Eugène Labiche et Alphonse Jolly, La Grammaire (vaudeville), scène 6 (source):
CABOUSSAT, lisant. — «Messieurs et chers collègues, l’agriculture est la plus noble des professions…» (S’arrêtant.) Tiens! tu as mis deux s à profession?
BLANCHE. — Sans doute…
CABOUSSAT, l’embrassant. — Ah! chère petite!… (A part.) Moi, j’avais mis un t… tout simplement. (Lisant.) «La plus noble des professions.» (Parlé.) Avec deux s. (Lisant.) «J’ose le dire, celui qui n’aime pas la terre, celui dont le cœur ne bondit pas à la vue d’une charrue, celui-là ne comprend pas la richesse des nations!…» (S’arrêtant.) Tiens, tu as mis un t à nations?
BLANCHE. — Toujours.
CABOUSSAT, l’embrassant. — Ah! chère petite!… (A part.) Moi, j’avais mis un s tout simplement!… Les t, les s… jamais je ne pourrai retenir ça! (Lisant.) «La richesse des nations…» (Parlé.) Avec un t…

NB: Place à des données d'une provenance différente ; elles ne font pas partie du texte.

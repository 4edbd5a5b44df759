//! Literal find/replace over a line buffer.
//!
//! The engine scans every document line for non-overlapping occurrences of a
//! literal needle and keeps them as an owned, indexable list in document
//! order with an explicit current index. Needles never match across a line
//! boundary; search is strictly within single lines.
//!
//! Replacement mutates the buffer through [`LineBuffer::splice`] and keeps
//! the remaining ranges valid itself: subsequent matches on the same line are
//! shifted by the signed length delta, matches on later lines are untouched.
//! Any *other* buffer mutation invalidates the whole state; callers drop the
//! `SearchState` instead of patching it.

use core_text::{BufferPosition, LineBuffer};
use tracing::debug;

/// One located occurrence of the needle: a half-open buffer-position interval
/// `[start, end)`, always within a single line (`start.y == end.y`).
#[derive(Debug, Clone, Copy, PartialEq, Eq)]
pub struct MatchRange {
    pub start: BufferPosition,
    pub end: BufferPosition,
}

impl MatchRange {
    fn new(y: usize, start_x: usize, len: usize) -> Self {
        Self {
            start: BufferPosition::new(start_x, y),
            end: BufferPosition::new(start_x + len, y),
        }
    }

    /// True if `(y, x)` falls inside the half-open interval.
    pub fn contains(&self, y: usize, x: usize) -> bool {
        y == self.start.y && x >= self.start.x && x < self.end.x
    }
}

/// Outcome of a single replacement.
#[derive(Debug, Clone, Copy, PartialEq, Eq)]
pub enum ReplaceOutcome {
    /// The current index now names the next match in document order.
    Advanced,
    /// No further match exists; the engine is spent and the caller should
    /// drop it and return to Normal mode.
    Exhausted,
}

/// Active search: needle, optional replacement, and the ordered match list.
#[derive(Debug, Clone)]
pub struct SearchState {
    needle: String,
    replacement: Option<String>,
    matches: Vec<MatchRange>,
    current: usize,
}

impl SearchState {
    /// Scan `buffer` for `needle`. Returns `None` when there are zero matches
    /// so the caller falls back to Normal mode instead of entering a dead
    /// search state; the needle must be non-empty.
    pub fn find(
        buffer: &LineBuffer,
        needle: impl Into<String>,
        replacement: Option<String>,
    ) -> Option<Self> {
        let needle = needle.into();
        if needle.is_empty() {
            return None;
        }
        let needle_chars = needle.chars().count();
        let mut matches = Vec::new();
        for y in 1..=buffer.num_lines() {
            let line = buffer.line(y).unwrap_or_default();
            // match_indices yields non-overlapping byte offsets in ascending
            // order; translate each to a character column.
            for (byte_idx, _) in line.match_indices(needle.as_str()) {
                let col = line[..byte_idx].chars().count();
                matches.push(MatchRange::new(y, col, needle_chars));
            }
        }
        debug!(
            target: "search",
            needle = needle.as_str(),
            matches = matches.len(),
            "scan"
        );
        if matches.is_empty() {
            return None;
        }
        Some(Self {
            needle,
            replacement,
            matches,
            current: 0,
        })
    }

    pub fn needle(&self) -> &str {
        &self.needle
    }

    pub fn replacement(&self) -> Option<&str> {
        self.replacement.as_deref()
    }

    pub fn matches(&self) -> &[MatchRange] {
        &self.matches
    }

    /// The designated current match. The list is never empty while the state
    /// is alive, so this always exists.
    pub fn current(&self) -> MatchRange {
        self.matches[self.current]
    }

    pub fn current_index(&self) -> usize {
        self.current
    }

    /// Advance to the successor in document order, wrapping to the first
    /// match after the last.
    pub fn next_match(&mut self) {
        self.current = (self.current + 1) % self.matches.len();
    }

    /// Replace the text at the current match, shift the surviving same-line
    /// ranges, and advance. With no replacement set this is delete-only via
    /// an empty string; callers gate on [`Self::replacement`] for the
    /// interactive path.
    pub fn replace_current(&mut self, buffer: &mut LineBuffer) -> ReplaceOutcome {
        let replacement = self.replacement.clone().unwrap_or_default();
        let rep_chars = replacement.chars().count() as isize;
        let cur = self.matches.remove(self.current);
        let needle_chars = (cur.end.x - cur.start.x) as isize;
        let delta = rep_chars - needle_chars;

        buffer.splice(cur.start.y, cur.start.x, cur.end.x, &replacement);

        // Later matches on the same line slide by the length delta; later
        // lines keep their columns. Earlier matches are untouched by
        // construction (document order).
        for m in &mut self.matches[self.current..] {
            if m.start.y != cur.start.y {
                break;
            }
            m.start.x = (m.start.x as isize + delta) as usize;
            m.end.x = (m.end.x as isize + delta) as usize;
        }

        debug!(
            target: "search",
            line = cur.start.y,
            col = cur.start.x,
            remaining = self.matches.len(),
            "replace"
        );
        if self.current < self.matches.len() {
            ReplaceOutcome::Advanced
        } else {
            ReplaceOutcome::Exhausted
        }
    }

    /// Replace every remaining match, rewinding to the first so occurrences
    /// before the current index are not skipped. Returns the number of
    /// replacements performed; the state is spent afterwards.
    pub fn replace_all(&mut self, buffer: &mut LineBuffer) -> usize {
        self.current = 0;
        let mut count = 0;
        while !self.matches.is_empty() {
            self.replace_current(buffer);
            count += 1;
        }
        count
    }
}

La Fabrique de l’Histoire (tous les matins de 9 à 10:00) était consacrée la semaine dernière, à l’occasion du rapport d’Alain Bentolila au ministre de l’Education, à l’histoire de l’orthographe. En cadeau d’ouverture ce morceau de Labiche, extrait d’un vaudeville que j’avais écouté sur la même chaîne il y a, je le crains, plusieurs dizaines d’années, et dont je n’avais gardé en mémoire que « ça sent le romain! ».
Dans l’émission de lundi, Emmanuel Laurentin recevait André Goosse, gendre et collaborateur (disciple?) de Maurice Grevisse (appris à l’occasion qu’on ne prononce pas « Grévisse » mais « Greuvisse »). Il a été beaucoup question de la réforme de l’orthographe (ce qui m’a fait penser à l’un des derniers billets de Christian Jacomino sur Reprises), plus exactement de l’échec de la dernière, la « réformette » patronnée par Michel Rocard et André Goosse s’étonnait que même une réforme aussi modeste n’ait pas rallié beaucoup de défenseurs, malgré un assez large consensus sur la nécessité d’une réforme et la prudence, la modestie de celle qui était mise en oeuvre, qu’elle ait au contraire soulevé contre elle des oppositions résolues, bruyantes et apparemment irrationnelles, y compris de la part de personnes qui s’étaient déclarées par ailleurs convaincues de la nécessité de réformer l’orthographe française. « Ils vont jusqu’à supprimer l’accent circonflexe du mot âme, mais l’âme sans accent circonflexe, ce n’est plus l’âme… » cite André Goosse.
En considérant l’orthographe « ame » et ce qu’elle me faisait, je me suis dit que le problème n’était pas de langue mais d’écriture, et que ce qui était remis en cause, c’était l’image du mot, l’image globale. A savoir que l’écriture d’un mot, son orthographe, n’est pas simplement la transcription de sa réalité sonore (ou phonologique, peu importe ici) mais le dessin d’une image, et l’écriture par mots tend à transformer la transcription alphabétique en écriture d’images. Ainsi l’accent circonflexe suspendu au-dessus de l’âme devient le signe de son essence spirituelle, c’est-à-dire que la transcription phonétique tend à l’idéogramme (Jean Bottero fait une remarquable analyse de cet investissement second de sens dans des formes qui ne l’impliquait d’abord pas à propos des écritures mésopotamiennes). Et plus l’orthographe s’éloigne de la phonétique plus, semble-t-il, la qualité d’image spécifique du mot prend de la force. (Où l’on verrait que les cohérences idéologiques ne s’y retrouvent pas, une position conservatrice quant à l’orthographe donnant des arguments à la méthode globale d’apprentissage de la lecture et inversement).